Work task: Find the word "Option" in the data. Return every line where it appears.

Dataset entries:
□ □ □ □
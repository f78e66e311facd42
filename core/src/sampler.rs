use alloc::collections::BTreeSet;
use alloc::vec::Vec;
use rand::prelude::*;
use rand::rngs::SmallRng;

use crate::*;

/// Seedable source of the random picks a board is made of.
#[derive(Clone, Debug)]
pub struct Sampler {
    rng: SmallRng,
}

impl Sampler {
    pub fn seeded(seed: u64) -> Self {
        Self {
            rng: SmallRng::seed_from_u64(seed),
        }
    }

    /// Uniform integer in `[0, max]`.
    pub fn random_int(&mut self, max: i64) -> Result<u64> {
        if max < 0 {
            return Err(TriviaError::InvalidArgument("upper bound must not be negative"));
        }
        Ok(self.rng.random_range(0..=max) as u64)
    }

    /// `n` distinct integers in `[0, max]`, in the order they were drawn.
    ///
    /// Draws with rejection, so the expected number of draws grows quickly as `n` approaches
    /// `max + 1`.
    pub fn random_unique_ints(&mut self, n: usize, max: i64) -> Result<Vec<u64>> {
        if n as i128 > max as i128 + 1 {
            return Err(TriviaError::InvalidArgument(
                "not enough distinct values in range",
            ));
        }

        let mut seen = BTreeSet::new();
        let mut picked = Vec::with_capacity(n);
        while picked.len() < n {
            let value = self.random_int(max)?;
            if seen.insert(value) {
                picked.push(value);
            }
        }
        Ok(picked)
    }
}
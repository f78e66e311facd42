use std::pin::pin;

use futures_util::future::{Either, select};
use gloo::net::http::Request;
use gloo::timers::future::TimeoutFuture;
use jeopardy_core::protocol::{CategoryDetail, CategoryId, CategorySummary, endpoint};
use jeopardy_core::{MemorySource, Result, TriviaError, TriviaSource};
use serde::de::DeserializeOwned;

const DEMO_CATEGORIES: &str = include_str!("demo.json");

/// jService over HTTP, one request at a time, each bounded by `timeout_ms`.
#[derive(Clone, Debug, PartialEq)]
pub(crate) struct JServiceSource {
    base: String,
    timeout_ms: u32,
}

impl JServiceSource {
    pub(crate) fn new(base: impl Into<String>, timeout_ms: u32) -> Self {
        Self {
            base: base.into(),
            timeout_ms,
        }
    }

    async fn get_json<T: DeserializeOwned>(&self, url: &str) -> Result<T> {
        log::trace!("GET {}", url);
        let request = async {
            let response = Request::get(url).send().await.map_err(network_failure)?;
            check_status(url, response.status())?;
            response.json::<T>().await.map_err(network_failure)
        };
        with_timeout(self.timeout_ms, request).await
    }
}

impl TriviaSource for JServiceSource {
    async fn category_at(&self, offset: u32) -> Result<Option<CategorySummary>> {
        let listing: Vec<CategorySummary> = self
            .get_json(&endpoint::category_at(&self.base, offset))
            .await?;
        Ok(listing.into_iter().next())
    }

    async fn category(&self, id: CategoryId) -> Result<CategoryDetail> {
        self.get_json(&endpoint::category(&self.base, id)).await
    }
}

/// Anything outside 2xx fails before the body is decoded.
fn check_status(url: &str, status: u16) -> Result<()> {
    if (200..300).contains(&status) {
        Ok(())
    } else {
        Err(TriviaError::NetworkFailure(format!(
            "{} returned HTTP {}",
            url, status
        )))
    }
}

fn network_failure(err: gloo::net::Error) -> TriviaError {
    TriviaError::NetworkFailure(err.to_string())
}

async fn with_timeout<T>(millis: u32, request: impl Future<Output = Result<T>>) -> Result<T> {
    match select(pin!(request), pin!(TimeoutFuture::new(millis))).await {
        Either::Left((result, _)) => result,
        Either::Right(((), _)) => {
            log::warn!("request timed out after {} ms", millis);
            Err(TriviaError::Timeout { millis })
        }
    }
}

/// Categories bundled with the app for playing without the API.
pub(crate) fn demo_categories() -> serde_json::Result<Vec<CategoryDetail>> {
    serde_json::from_str(DEMO_CATEGORIES)
}

#[derive(Clone, Debug, PartialEq)]
pub(crate) enum Source {
    Remote(JServiceSource),
    Offline(MemorySource),
}

impl TriviaSource for Source {
    async fn category_at(&self, offset: u32) -> Result<Option<CategorySummary>> {
        match self {
            Self::Remote(source) => source.category_at(offset).await,
            Self::Offline(source) => source.category_at(offset).await,
        }
    }

    async fn category(&self, id: CategoryId) -> Result<CategoryDetail> {
        match self {
            Self::Remote(source) => source.category(id).await,
            Self::Offline(source) => source.category(id).await,
        }
    }
}

#[cfg(test)]
mod tests {
    use super::*;
    use jeopardy_core::BoardConfig;
    use std::collections::BTreeSet;

    #[test]
    fn demo_categories_fill_a_default_board() {
        let categories = demo_categories().unwrap();
        let ids: BTreeSet<_> = categories.iter().map(|category| category.id).collect();

        assert!(categories.len() >= BoardConfig::NUM_CATEGORIES);
        assert_eq!(ids.len(), categories.len());
        for category in &categories {
            assert!(
                category.clues.len() >= BoardConfig::NUM_QUESTIONS_PER_CAT,
                "{} is too short",
                category.title
            );
            assert_eq!(category.clues_count as usize, category.clues.len());
        }
    }

    #[test]
    fn error_status_is_a_recoverable_network_failure() {
        let url = "http://jservice.io/api/category?id=1";

        assert_eq!(check_status(url, 200), Ok(()));
        assert_eq!(check_status(url, 204), Ok(()));
        for status in [301, 404, 500, 503] {
            let err = check_status(url, status).unwrap_err();
            assert!(
                matches!(&err, TriviaError::NetworkFailure(msg) if msg.contains(&status.to_string())),
                "{:?}",
                err
            );
            assert!(err.is_recoverable());
        }
    }
}
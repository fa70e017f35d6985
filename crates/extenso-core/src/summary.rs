//! Strain summary extraction
//!
//! Scans a calibrated table for the latest reading and the all-time
//! compressive/tensile extremes shown on the dashboard gauges.

use serde::{Deserialize, Serialize};
use thiserror::Error;

use crate::calibration::CalibratedReading;
use crate::reading::ChannelId;

/// Errors from summary extraction
#[derive(Error, Debug)]
pub enum SummaryError {
    #[error("No calibrated readings to summarize")]
    EmptySeries,
}

/// An extreme microstrain value with its source reading
#[derive(Debug, Clone, PartialEq, Serialize, Deserialize)]
pub struct StrainExtreme {
    /// Microstrain at the extreme
    pub microstrain: f64,

    /// Channel the value came from
    pub channel: ChannelId,

    /// Date of the source reading, `DD/MM/YYYY`
    pub date: String,

    /// Time of the source reading, `HH:MM`
    pub time: String,
}

impl StrainExtreme {
    /// Human-readable provenance, e.g. `09/01/2025 at 05:00 (from Ext1)`
    pub fn provenance(&self) -> String {
        format!("{} at {} (from {})", self.date, self.time, self.channel)
    }
}

/// Summary figures over a full calibrated table
#[derive(Debug, Clone, PartialEq, Serialize, Deserialize)]
pub struct SummaryStats {
    /// The most recently appended reading (last row by table position)
    pub latest: CalibratedReading,

    /// Most negative microstrain on record
    pub max_compressive: StrainExtreme,

    /// Most positive microstrain on record
    pub max_tensile: StrainExtreme,
}

/// Extract summary statistics from a calibrated table.
///
/// `latest` is the last row by table position; the datalogger appends in
/// time order, so no sort is applied. Extreme candidates are rows with a
/// parsable timestamp and finite microstrain, the same rows the chart
/// series keeps. Ties go to the earliest reading, lowest channel.
pub fn summarize(readings: &[CalibratedReading]) -> Result<SummaryStats, SummaryError> {
    let latest = readings.last().cloned().ok_or(SummaryError::EmptySeries)?;

    let mut min: Option<StrainExtreme> = None;
    let mut max: Option<StrainExtreme> = None;

    for reading in readings {
        if reading.timestamp().is_none() {
            continue;
        }
        for channel in ChannelId::ALL {
            let value = reading.channel(channel).microstrain;
            if !value.is_finite() {
                continue;
            }
            if min.as_ref().map_or(true, |best| value < best.microstrain) {
                min = Some(extreme_at(reading, channel, value));
            }
            if max.as_ref().map_or(true, |best| value > best.microstrain) {
                max = Some(extreme_at(reading, channel, value));
            }
        }
    }

    match (min, max) {
        (Some(max_compressive), Some(max_tensile)) => Ok(SummaryStats {
            latest,
            max_compressive,
            max_tensile,
        }),
        // Every row was excluded, so there is nothing to put on the gauges
        _ => Err(SummaryError::EmptySeries),
    }
}

fn extreme_at(reading: &CalibratedReading, channel: ChannelId, microstrain: f64) -> StrainExtreme {
    StrainExtreme {
        microstrain,
        channel,
        date: reading.date.clone(),
        time: reading.time.clone(),
    }
}
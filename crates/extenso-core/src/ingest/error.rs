//! Error types for datalogger ingest

use thiserror::Error;

/// Errors that can occur while reading a datalogger feed
#[derive(Error, Debug)]
pub enum IngestError {
    #[error("I/O error: {0}")]
    IoError(String),

    #[error("Malformed row at line {line}: {message}")]
    MalformedRow { line: usize, message: String },
}
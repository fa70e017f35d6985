//! Commissioning reference row
//!
//! The fixed baseline reading against which all subsequent drift is
//! measured. Its displacement outputs were recorded against the
//! calibration certificates at install time and are treated as ground
//! truth; they are never recomputed from the stored signals.

use serde::{Deserialize, Serialize};

use super::curves::CURVE_COUNT;
use crate::reading::CHANNEL_COUNT;

/// The commissioning baseline reading.
///
/// Exactly one reference exists per processing run. It occupies position 0
/// of every calibrated table, and its own drift and microstrain are zero
/// by construction.
#[derive(Debug, Clone, PartialEq, Serialize, Deserialize)]
pub struct ReferenceRow {
    /// Commissioning date, `DD/MM/YYYY`
    pub date: String,

    /// Commissioning time, `HH:MM`
    pub time: String,

    /// Temperature at commissioning, °C
    pub temperature_c: f64,

    /// Logger battery voltage at commissioning
    pub battery_v: f64,

    /// Raw signal per channel, volts
    pub signals: [f64; CHANNEL_COUNT],

    /// Stored displacement per channel and certificate curve, mm
    pub displacements_mm: [[f64; CURVE_COUNT]; CHANNEL_COUNT],
}

impl ReferenceRow {
    /// Commissioning reading of the Holfontein array, 09/01/2025 05:00
    pub fn holfontein() -> Self {
        Self {
            date: "09/01/2025".to_string(),
            time: "05:00".to_string(),
            temperature_c: 27.0,
            battery_v: 13.2711,
            signals: [0.073, 0.0349, 0.1787],
            displacements_mm: [
                [0.027181591, -0.14321684, -0.273843431],
                [-0.009454694, -0.220929668, -0.370621559],
                [0.125411409, 0.028515776, -0.067679789],
            ],
        }
    }
}

impl Default for ReferenceRow {
    fn default() -> Self {
        Self::holfontein()
    }
}
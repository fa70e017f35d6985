//! Calibrated table export
//!
//! Writes the full audit table (every raw and derived column) and renders
//! the summary figures for the dashboard process boundary.

use std::fs::File;
use std::io::{self, BufWriter, Write};
use std::path::Path;

use crate::calibration::{CalibratedReading, CURVE_COUNT};
use crate::reading::ChannelId;
use crate::summary::SummaryStats;

/// Column headers of the audit table, in write order.
///
/// The presentation layer keys on these names; they are part of the
/// output contract and must not be reworded.
pub fn column_headers() -> Vec<String> {
    let mut headers = vec![
        "Date".to_string(),
        "Time".to_string(),
        "Temperature (°C)".to_string(),
        "Battery Voltage (V)".to_string(),
    ];
    for channel in ChannelId::ALL {
        headers.push(format!("Signal {}", channel.index() + 1));
    }
    for channel in ChannelId::ALL {
        let n = channel.index() + 1;
        headers.push(format!("{channel} - O-p / 5 V i-p"));
        for k in 1..=CURVE_COUNT {
            headers.push(format!("{channel} - Using calibn No. {k} (mm)"));
            headers.push(format!("{channel} - Move from rdgs start {n}-{k}"));
        }
        headers.push(format!("{channel} - Mean of 3 calibn (mm)"));
        headers.push(format!("{channel} - Microstrain on 700mm"));
    }
    headers
}

/// Write the calibrated table as CSV, values at full precision.
pub fn write_csv<P: AsRef<Path>>(path: P, readings: &[CalibratedReading]) -> io::Result<()> {
    let file = File::create(path)?;
    let mut writer = BufWriter::new(file);

    writeln!(writer, "{}", column_headers().join(","))?;
    for reading in readings {
        write_row(&mut writer, reading)?;
    }

    writer.flush()?;
    Ok(())
}

fn write_row<W: Write>(writer: &mut W, reading: &CalibratedReading) -> io::Result<()> {
    write!(
        writer,
        "{},{},{},{}",
        reading.date, reading.time, reading.temperature_c, reading.battery_v
    )?;
    for channel in &reading.channels {
        write!(writer, ",{}", channel.signal_v)?;
    }
    for channel in &reading.channels {
        write!(writer, ",{}", channel.op_ratio)?;
        for k in 0..CURVE_COUNT {
            write!(
                writer,
                ",{},{}",
                channel.displacement_mm[k], channel.move_from_start_mm[k]
            )?;
        }
        write!(writer, ",{},{}", channel.mean_move_mm, channel.microstrain)?;
    }
    writeln!(writer)
}

/// Render the summary figures as pretty JSON for the dashboard process
pub fn summary_json(summary: &SummaryStats) -> serde_json::Result<String> {
    serde_json::to_string_pretty(summary)
}

#[cfg(test)]
mod tests {
    use super::*;

    #[test]
    fn test_header_layout() {
        let headers = column_headers();
        // 4 shared + 3 signals + 3 channels x 9 derived columns
        assert_eq!(headers.len(), 34);
        assert_eq!(headers[4], "Signal 1");
        assert_eq!(headers[7], "Ext1 - O-p / 5 V i-p");
        assert_eq!(headers[9], "Ext1 - Move from rdgs start 1-1");
        assert_eq!(headers[33], "Ext3 - Microstrain on 700mm");
    }
}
□ □ □ □
Expected answer:
    async fn category_at(&self, offset: u32) -> Result<Option<CategorySummary>> {
    async fn category_at(&self, offset: u32) -> Result<Option<CategorySummary>> {
    let mut min: Option<StrainExtreme> = None;
    let mut max: Option<StrainExtreme> = None;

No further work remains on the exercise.